Usyk is not a small man but he also gave away four inches in reach and three inches in height. Yet in the final moments of the last round the usually imposing figure of Joshua, who is 6ft 6in, had sagged against the ropes as Usyk came close to winning by stoppage.
A singular character, who is as intelligent as he is amusing, Usyk was nonchalant as he sat down to address his stunning rise in boxing’s premier division to become the new IBF, WBA and WBO world champion in only his third fight as a heavyweight. When someone asked him to break down his fight strategy, for this had been a dazzling display, he spoke in Ukrainian. His fellow countrymen and women laughed before the translator tried to inject some of that comedy into English.
“The plan was just to walk in, to see, to start. So we went in, we saw, we started and then in the 12th round they said speed up and so I did and then they said: ‘….and the new [heavyweight champion of the world].’ So that was the plan.”
Usyk continued in more serious vein. “I tried a few times [for the stoppage]. I put my speed into it. I punched him a couple of times but then I was losing rhythm.

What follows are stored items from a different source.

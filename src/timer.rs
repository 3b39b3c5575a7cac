//! Frame pacing timer.
//!
//! Tracks time since the last frame boundary against a configured period.
//! Time always comes from a monotonic [`Clock`], never the wall clock.

use std::sync::Arc;
use std::thread;
use std::time::{Duration, Instant};

use parking_lot::Mutex;

/// Source of monotonic timestamps.
pub trait Clock {
    fn now(&self) -> Instant;
}

/// [`Instant::now`]-backed clock.
#[derive(Debug, Clone, Copy, Default)]
pub struct MonotonicClock;

impl Clock for MonotonicClock {
    fn now(&self) -> Instant {
        Instant::now()
    }
}

/// Clock that only moves when told to. Clones share the same time.
#[derive(Debug, Clone)]
pub struct ManualClock {
    now: Arc<Mutex<Instant>>,
}

impl Default for ManualClock {
    fn default() -> Self {
        Self::new()
    }
}

impl ManualClock {
    pub fn new() -> Self {
        Self {
            now: Arc::new(Mutex::new(Instant::now())),
        }
    }

    pub fn advance(&self, by: Duration) {
        *self.now.lock() += by;
    }
}

impl Clock for ManualClock {
    fn now(&self) -> Instant {
        *self.now.lock()
    }
}

/// Converts a frames-per-second rate to a frame period. Zero means unpaced.
pub fn period_from_fps(fps: u32) -> Duration {
    if fps == 0 {
        Duration::ZERO
    } else {
        Duration::from_nanos(1_000_000_000 / fps as u64)
    }
}

/// Reports whether a frame period has elapsed since the last [`reset`](FrameTimer::reset).
#[derive(Debug)]
pub struct FrameTimer<C: Clock = MonotonicClock> {
    clock: C,
    period: Duration,
    started: Instant,
    last_reset: Instant,
    between_resets: Option<Duration>,
}

impl FrameTimer<MonotonicClock> {
    pub fn new(period: Duration) -> Self {
        Self::with_clock(period, MonotonicClock)
    }

    pub fn from_fps(fps: u32) -> Self {
        Self::new(period_from_fps(fps))
    }
}

impl<C: Clock> FrameTimer<C> {
    pub fn with_clock(period: Duration, clock: C) -> Self {
        let now = clock.now();
        Self {
            clock,
            period,
            started: now,
            last_reset: now,
            between_resets: None,
        }
    }

    /// True once the time since the last reset meets or exceeds the period.
    ///
    /// Always true for a zero period. Does not reset the timer.
    pub fn past_period(&self) -> bool {
        self.elapsed() >= self.period
    }

    /// Marks "now" as the start of the next period.
    pub fn reset(&mut self) {
        let now = self.clock.now();
        self.between_resets = Some(now.saturating_duration_since(self.last_reset));
        self.last_reset = now;
    }

    /// Time since the last reset. Non-decreasing between resets.
    pub fn elapsed(&self) -> Duration {
        self.clock.now().saturating_duration_since(self.last_reset)
    }

    /// Time left until the period elapses, zero if it already has.
    pub fn remaining(&self) -> Duration {
        self.period.saturating_sub(self.elapsed())
    }

    pub fn period(&self) -> Duration {
        self.period
    }

    pub fn set_period(&mut self, period: Duration) {
        self.period = period;
    }

    /// Number of whole periods since the timer was created.
    pub fn reps(&self) -> u64 {
        if self.period.is_zero() {
            return 0;
        }
        let total = self.clock.now().saturating_duration_since(self.started);
        (total.as_nanos() / self.period.as_nanos()) as u64
    }

    /// Measured spacing between the last two resets.
    pub fn time_between_frames(&self) -> Option<Duration> {
        self.between_resets
    }

    /// Frame rate derived from [`time_between_frames`](Self::time_between_frames).
    pub fn measured_fps(&self) -> Option<f64> {
        self.between_resets
            .filter(|d| !d.is_zero())
            .map(|d| 1.0 / d.as_secs_f64())
    }

    /// Puts the current thread to sleep until the period has elapsed.
    pub fn sleep_until_period(&self) {
        let remaining = self.remaining();
        if !remaining.is_zero() {
            thread::sleep(remaining);
        }
    }
}

#[cfg(test)]
mod tests {
    use super::*;

    fn manual_timer(period_ms: u64) -> (FrameTimer<ManualClock>, ManualClock) {
        let clock = ManualClock::new();
        let timer = FrameTimer::with_clock(Duration::from_millis(period_ms), clock.clone());
        (timer, clock)
    }

    #[test]
    fn past_period_after_elapsed_time() {
        let (mut timer, clock) = manual_timer(16);
        timer.reset();
        assert!(!timer.past_period());

        clock.advance(Duration::from_millis(15));
        assert!(!timer.past_period());
        assert_eq!(timer.remaining(), Duration::from_millis(1));

        clock.advance(Duration::from_millis(1));
        assert!(timer.past_period());
        // Checking does not reset.
        assert!(timer.past_period());

        timer.reset();
        assert!(!timer.past_period());
    }

    #[test]
    fn zero_period_is_always_ready() {
        let (mut timer, _clock) = manual_timer(0);
        assert!(timer.past_period());
        timer.reset();
        assert!(timer.past_period());
        assert_eq!(timer.reps(), 0);
    }

    #[test]
    fn elapsed_is_monotonic_between_resets() {
        let (timer, clock) = manual_timer(10);
        let mut last = timer.elapsed();
        for _ in 0..5 {
            clock.advance(Duration::from_millis(3));
            let now = timer.elapsed();
            assert!(now >= last);
            last = now;
        }
    }

    #[test]
    fn measures_frame_spacing_and_reps() {
        let (mut timer, clock) = manual_timer(20);
        assert_eq!(timer.time_between_frames(), None);

        clock.advance(Duration::from_millis(25));
        timer.reset();
        assert_eq!(timer.time_between_frames(), Some(Duration::from_millis(25)));
        assert_eq!(timer.measured_fps().map(|f| f.round()), Some(40.0));

        clock.advance(Duration::from_millis(40));
        assert_eq!(timer.reps(), 3);
    }

    #[test]
    fn fps_conversion() {
        assert_eq!(period_from_fps(0), Duration::ZERO);
        assert_eq!(FrameTimer::from_fps(50).period(), Duration::from_millis(20));
    }

    #[test]
    fn real_clock_reaches_period() {
        let timer = FrameTimer::new(Duration::from_millis(50));
        assert!(!timer.past_period());
        timer.sleep_until_period();
        assert!(timer.past_period());
    }
}
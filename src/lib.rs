//! Plugin host that multiplexes one focus slot among externally hosted plugins and brokers
//! an origin-checked request/response protocol with whichever plugin holds focus.

pub mod compilation;
pub mod host;
pub mod model;
pub mod msg;
pub mod plugin;

pub use host::Host;
pub use msg::Msg;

I went back to my corner and my trainer said: ‘Hey, you’re trying to knock him down. You have to do your work. You have to throw your jab because, if you concentrate on knocking him out, you’re going to lose your rhythm.”

Had this been his biggest and hardest fight? “Yes at this point it was the biggest fight in my career,” Usyk said before digging another little blow into Joshua’s dented ego. “But it wasn’t the hardest.”
I liked Usyk most of all when he was asked about his boxing legacy and how best he might move ahead as the new heavyweight king. He leant forward and, speaking with soft urgency, touched upon the demands of this unforgiving business and his desire to live normally again – at least until the next time he steps back into boxing’s dark world.
“I wanted to live,” Usyk said as he spoke poignantly about all he had sacrificed. “I wanted to take all four belts. But I wanted to take my kids to school. I wanted to plant trees. I wanted to water the apple trees. I wanted to see my wife more often. I spent three months in camp. I want to live.”
He seemed just an ordinary man then, tired and emotional after a draining night, and the applause from the media as he left was unusually warm. It also served as recognition of his mighty achievement.
I was even more moved by Joshua’s arrival. Two hours earlier, not long after his titles had been ripped from him, there had been rumors at ringside he had sustained a broken orbital bone. We were told that he would be taken to hospital. But then he walked in – as ready to talk after a crushing defeat as he usually is while anticipating another multimillion-pound‑spinning victory.